● **Stored data**:
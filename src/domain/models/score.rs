//! Per-category vote counts.

use serde::{Deserialize, Serialize};

use super::category::{Category, CATEGORY_COUNT};

/// Vote count for every category. Counts only grow within a stage.
#[derive(Debug, Clone, Copy, Default, PartialEq, Eq, Hash, Serialize, Deserialize)]
pub struct CategoryScore {
    counts: [u32; CATEGORY_COUNT],
}

impl CategoryScore {
    /// All counts zero.
    pub const fn new() -> Self {
        Self {
            counts: [0; CATEGORY_COUNT],
        }
    }

    /// Build a score from explicit counts in canonical order.
    pub const fn from_counts(counts: [u32; CATEGORY_COUNT]) -> Self {
        Self { counts }
    }

    /// Add one vote for `category`.
    pub fn increment(&mut self, category: Category) {
        self.counts[category.index()] += 1;
    }

    /// Votes for `category`.
    pub const fn get(&self, category: Category) -> u32 {
        self.counts[category.index()]
    }

    /// Sum over all categories.
    pub fn total(&self) -> u32 {
        self.counts.iter().sum()
    }

    /// Zero every count.
    pub fn reset(&mut self) {
        self.counts = [0; CATEGORY_COUNT];
    }

    /// `(category, count)` pairs in canonical order.
    pub fn iter(&self) -> impl Iterator<Item = (Category, u32)> + '_ {
        Category::ALL.into_iter().map(|c| (c, self.get(c)))
    }
}
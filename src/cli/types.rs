//! CLI type definitions
//!
//! This module contains clap command structures that define the CLI interface.

use std::path::PathBuf;

use clap::{Args, Parser, Subcommand};
use uuid::Uuid;

/// Top-level command line
#[derive(Parser)]
#[command(name = "inner-dna")]
#[command(about = "Inner DNA - two-stage personality type assessment", long_about = None)]
#[command(version)]
pub struct Cli {
    /// Subcommand to run
    #[command(subcommand)]
    pub command: Commands,

    /// Output in JSON format
    #[arg(short, long, global = true)]
    pub json: bool,

    /// Configuration file (defaults to .inner-dna/config.yaml)
    #[arg(short, long, global = true, env = "INNER_DNA_CONFIG")]
    pub config: Option<PathBuf>,
}

/// Top-level subcommands
#[derive(Subcommand)]
pub enum Commands {
    /// Show the forced-choice question catalog
    Catalog,

    /// Run an assessment and store the result
    Assess(AssessArgs),

    /// Run a Monte Carlo simulation of the engine
    Simulate(SimulateArgs),

    /// Inspect stored assessment results
    #[command(subcommand)]
    Results(ResultsCommands),
}

/// Arguments for `assess`
#[derive(Args, Debug, Clone)]
pub struct AssessArgs {
    /// Who is being assessed
    #[arg(short, long, default_value = "anonymous")]
    pub subject: String,

    /// All stage-1 answers as a string of A/B, one per question (prompted if omitted)
    #[arg(short, long)]
    pub answers: Option<String>,

    /// Comma-separated scenario picks, e.g. T8,T3,T8 (prompted if omitted)
    #[arg(short, long)]
    pub picks: Option<String>,
}

/// Arguments for `simulate`
#[derive(Args, Debug, Clone)]
pub struct SimulateArgs {
    /// Number of simulated assessments
    #[arg(short, long)]
    pub runs: Option<u32>,

    /// Base RNG seed
    #[arg(long)]
    pub seed: Option<u64>,

    /// Category the simulated respondents lean toward (uniform if omitted)
    #[arg(short, long)]
    pub dominant: Option<String>,

    /// Weight of the dominant category relative to the others
    #[arg(long)]
    pub strength: Option<f64>,
}

/// Subcommands of `results`
#[derive(Subcommand)]
pub enum ResultsCommands {
    /// List stored assessments, most recent first
    List {
        /// Only show assessments for this subject
        #[arg(short, long)]
        subject: Option<String>,
    },

    /// Show one assessment in detail
    Show {
        /// Assessment ID
        id: Uuid,
    },
}
//! Inner DNA CLI entry point.

use std::sync::Arc;

use anyhow::Result;
use clap::Parser;

use inner_dna::cli::{commands, handle_error, Cli, Commands};
use inner_dna::infrastructure::config::ConfigLoader;
use inner_dna::infrastructure::logging::{LogConfig, LoggerImpl};
use inner_dna::infrastructure::storage::JsonFileAssessmentRepository;
use inner_dna::services::{AssessmentService, ConvergenceOrchestrator};

#[tokio::main]
async fn main() {
    let cli = Cli::parse();
    let json = cli.json;

    if let Err(err) = run(cli).await {
        handle_error(err, json);
    }
}

async fn run(cli: Cli) -> Result<()> {
    let config = match cli.config.as_deref() {
        Some(path) => ConfigLoader::load_from_file(path)?,
        None => ConfigLoader::load()?,
    };

    let _logger = LoggerImpl::init(&LogConfig::try_from(&config.logging)?)?;

    let orchestrator = Arc::new(ConvergenceOrchestrator::standard(config.elimination));
    let threshold = config.elimination.low_confidence_threshold;

    match cli.command {
        Commands::Catalog => commands::catalog::execute(orchestrator.catalog(), cli.json),
        Commands::Assess(args) => {
            let service = AssessmentService::new(
                orchestrator,
                Arc::new(JsonFileAssessmentRepository::new(&config.storage.results_dir)),
            );
            commands::assess::execute(&service, args, threshold, cli.json).await
        }
        Commands::Simulate(args) => {
            commands::simulate::execute(orchestrator, &config.simulation, args, cli.json).await
        }
        Commands::Results(command) => {
            let service = AssessmentService::new(
                orchestrator,
                Arc::new(JsonFileAssessmentRepository::new(&config.storage.results_dir)),
            );
            commands::results::execute(&service, command, threshold, cli.json).await
        }
    }
}
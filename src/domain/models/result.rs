//! Terminal artifacts of an assessment run.

use std::fmt;

use serde::{Deserialize, Serialize};

use super::candidate::{CandidateSet, CANDIDATE_COUNT};
use super::category::Category;
use super::score::CategoryScore;
use crate::domain::errors::AssessmentError;

/// A candidate and its elimination-round tally.
#[derive(Debug, Clone, Copy, PartialEq, Eq, Serialize, Deserialize)]
pub struct CandidateTally {
    /// Candidate category.
    pub category: Category,
    /// Picks received so far.
    pub count: u32,
}

/// Candidate tallies ordered by count descending, canonical order on ties.
pub type Standings = [CandidateTally; CANDIDATE_COUNT];

/// Why the elimination round stopped.
#[derive(Debug, Clone, Copy, PartialEq, Eq, Hash, Serialize, Deserialize)]
#[serde(rename_all = "snake_case")]
pub enum StopReason {
    /// Leader reached the early-win tally with at least the strong gap.
    StrongEarlyWin,
    /// Leader reached the early-win tally with any lead.
    EarlyWin,
    /// Minimum rounds elapsed and the leader holds the fallback gap.
    FallbackWin,
    /// Hard round cap reached.
    RoundCap,
}

impl StopReason {
    /// Every reason except the round cap.
    pub const fn is_early_stop(self) -> bool {
        !matches!(self, Self::RoundCap)
    }

    /// Snake-case name, matching the serialized form.
    pub const fn as_str(self) -> &'static str {
        match self {
            Self::StrongEarlyWin => "strong_early_win",
            Self::EarlyWin => "early_win",
            Self::FallbackWin => "fallback_win",
            Self::RoundCap => "round_cap",
        }
    }
}

impl fmt::Display for StopReason {
    fn fmt(&self, f: &mut fmt::Formatter<'_>) -> fmt::Result {
        f.write_str(self.as_str())
    }
}

/// Snapshot after one elimination round.
#[derive(Debug, Clone, PartialEq, Eq, Serialize, Deserialize)]
pub struct RoundRecord {
    /// One-based round number.
    pub round: u32,
    /// Candidate picked this round.
    pub pick: Category,
    /// Standings after the pick was counted.
    pub standings: Standings,
    /// `standings[0].count - standings[1].count`.
    pub gap: u32,
}

impl RoundRecord {
    /// Top of the standings.
    pub const fn leader(&self) -> CandidateTally {
        self.standings[0]
    }
}

/// How much a result can be trusted.
#[derive(Debug, Clone, Copy, PartialEq, Eq, Serialize, Deserialize)]
#[serde(rename_all = "snake_case")]
pub enum ConvergenceOutcome {
    /// Stopped before the round cap.
    Decisive,
    /// Stopped at the round cap; the leader wins but may hold a thin margin.
    Capped,
}

/// Final output of one assessment. Built once by the engine, never mutated.
///
/// Only the inputs are read back on deserialize; winner, confidence and the
/// other derived fields are recomputed from the round trace.
#[derive(Debug, Clone, PartialEq, Serialize, Deserialize)]
#[serde(try_from = "ConvergenceResultRepr")]
pub struct ConvergenceResult {
    winner: Category,
    confidence: f64,
    rounds_used: u32,
    is_early_stop: bool,
    stop_reason: StopReason,
    standings: Standings,
    candidates: CandidateSet,
    stage_one: CategoryScore,
    rounds: Vec<RoundRecord>,
}

impl ConvergenceResult {
    /// Assemble a result from the final standings. Confidence is derived as
    /// `winner tally / rounds used`.
    pub(crate) fn new(
        stage_one: CategoryScore,
        candidates: CandidateSet,
        stop_reason: StopReason,
        rounds: Vec<RoundRecord>,
    ) -> Option<Self> {
        let last = rounds.last()?;
        let standings = last.standings;
        let rounds_used = last.round;
        let winner = standings[0];

        Some(Self {
            winner: winner.category,
            confidence: f64::from(winner.count) / f64::from(rounds_used),
            rounds_used,
            is_early_stop: stop_reason.is_early_stop(),
            stop_reason,
            standings,
            candidates,
            stage_one,
            rounds,
        })
    }

    /// Leader of the final standings.
    pub const fn winner(&self) -> Category {
        self.winner
    }

    /// Winner's share of rounds used, in `(0, 1]`.
    pub const fn confidence(&self) -> f64 {
        self.confidence
    }

    /// Elimination rounds played.
    pub const fn rounds_used(&self) -> u32 {
        self.rounds_used
    }

    /// Whether any rule other than the round cap stopped the run.
    pub const fn is_early_stop(&self) -> bool {
        self.is_early_stop
    }

    /// Rule that stopped the elimination.
    pub const fn stop_reason(&self) -> StopReason {
        self.stop_reason
    }

    /// Final candidate standings.
    pub const fn standings(&self) -> &Standings {
        &self.standings
    }

    /// Picks received by the winner.
    pub const fn winner_tally(&self) -> u32 {
        self.standings[0].count
    }

    /// The three stage-1 candidates.
    pub const fn candidates(&self) -> &CandidateSet {
        &self.candidates
    }

    /// Stage-1 forced-choice score the candidates were drawn from.
    pub const fn stage_one(&self) -> &CategoryScore {
        &self.stage_one
    }

    /// Per-round trace of the elimination.
    pub fn rounds(&self) -> &[RoundRecord] {
        &self.rounds
    }

    /// Decisive or capped, from the stop reason.
    pub const fn outcome(&self) -> ConvergenceOutcome {
        if self.is_early_stop {
            ConvergenceOutcome::Decisive
        } else {
            ConvergenceOutcome::Capped
        }
    }

    /// Capped results below `threshold` confidence should be treated as
    /// lower-trust output. Decisive results never are.
    pub fn is_low_trust(&self, threshold: f64) -> bool {
        self.outcome() == ConvergenceOutcome::Capped && self.confidence < threshold
    }
}

#[derive(Deserialize)]
struct ConvergenceResultRepr {
    stage_one: CategoryScore,
    candidates: CandidateSet,
    stop_reason: StopReason,
    rounds: Vec<RoundRecord>,
}

impl TryFrom<ConvergenceResultRepr> for ConvergenceResult {
    type Error = AssessmentError;

    fn try_from(repr: ConvergenceResultRepr) -> Result<Self, Self::Error> {
        for (expected, record) in (1..).zip(&repr.rounds) {
            if record.round != expected {
                return Err(AssessmentError::InvalidInput(format!(
                    "Round {} recorded where round {expected} was expected",
                    record.round
                )));
            }
            let foreign = std::iter::once(record.pick)
                .chain(record.standings.iter().map(|t| t.category))
                .find(|&c| !repr.candidates.contains(c));
            if let Some(category) = foreign {
                return Err(AssessmentError::InvalidInput(format!(
                    "Round {expected} mentions {category}, which is not in {}",
                    repr.candidates
                )));
            }
        }

        Self::new(repr.stage_one, repr.candidates, repr.stop_reason, repr.rounds).ok_or_else(
            || AssessmentError::InvalidInput("Result must record at least one round".to_string()),
        )
    }
}

#[cfg(test)]
mod tests {
    use super::*;

    fn tally(category: Category, count: u32) -> CandidateTally {
        CandidateTally { category, count }
    }

    fn candidates() -> CandidateSet {
        CandidateSet::new([Category::T8, Category::T3, Category::T7]).unwrap()
    }

    #[test]
    fn test_new_requires_rounds() {
        let result = ConvergenceResult::new(
            CategoryScore::new(),
            candidates(),
            StopReason::RoundCap,
            vec![],
        );
        assert!(result.is_none());
    }

    #[test]
    fn test_confidence_from_last_round() {
        let round = RoundRecord {
            round: 8,
            pick: Category::T3,
            standings: [
                tally(Category::T3, 3),
                tally(Category::T7, 3),
                tally(Category::T8, 2),
            ],
            gap: 0,
        };
        let result = ConvergenceResult::new(
            CategoryScore::new(),
            candidates(),
            StopReason::RoundCap,
            vec![round],
        )
        .unwrap();

        assert_eq!(result.winner(), Category::T3);
        assert_eq!(result.rounds_used(), 8);
        assert!((result.confidence() - 0.375).abs() < f64::EPSILON);
        assert!(!result.is_early_stop());
        assert_eq!(result.outcome(), ConvergenceOutcome::Capped);
        assert!(result.is_low_trust(0.5));
        assert!(!result.is_low_trust(0.3));
    }

    #[test]
    fn test_decisive_is_never_low_trust() {
        let round = RoundRecord {
            round: 3,
            pick: Category::T8,
            standings: [
                tally(Category::T8, 3),
                tally(Category::T3, 0),
                tally(Category::T7, 0),
            ],
            gap: 3,
        };
        let result = ConvergenceResult::new(
            CategoryScore::new(),
            candidates(),
            StopReason::StrongEarlyWin,
            vec![round],
        )
        .unwrap();

        assert_eq!(result.outcome(), ConvergenceOutcome::Decisive);
        assert!(!result.is_low_trust(1.1));
        assert_eq!(result.stop_reason().to_string(), "strong_early_win");
    }

    #[test]
    fn test_deserialize_recomputes_and_validates() {
        let round = RoundRecord {
            round: 1,
            pick: Category::T7,
            standings: [
                tally(Category::T7, 1),
                tally(Category::T3, 0),
                tally(Category::T8, 0),
            ],
            gap: 1,
        };
        let result = ConvergenceResult::new(
            CategoryScore::new(),
            candidates(),
            StopReason::FallbackWin,
            vec![round],
        )
        .unwrap();

        let mut json = serde_json::to_value(&result).unwrap();
        json["winner"] = serde_json::json!("T1");
        json["confidence"] = serde_json::json!(0.01);
        let restored: ConvergenceResult = serde_json::from_value(json.clone()).unwrap();
        assert_eq!(restored, result);

        let mut empty = json.clone();
        empty["rounds"] = serde_json::json!([]);
        let err = serde_json::from_value::<ConvergenceResult>(empty).unwrap_err();
        assert!(err.to_string().contains("at least one round"));

        let mut foreign = json.clone();
        foreign["rounds"][0]["pick"] = serde_json::json!("T1");
        assert!(serde_json::from_value::<ConvergenceResult>(foreign).is_err());

        let mut skipped = json;
        skipped["rounds"][0]["round"] = serde_json::json!(2);
        assert!(serde_json::from_value::<ConvergenceResult>(skipped).is_err());
    }
}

● **ASSIGNED TASK**: The answer must be every line of the data that holds the word "order".

● **OUTPUT OF THE TASK**:
    /// Build a score from explicit counts in canonical order.
    /// `(category, count)` pairs in canonical order.
/// Candidate tallies ordered by count descending, canonical order on ties.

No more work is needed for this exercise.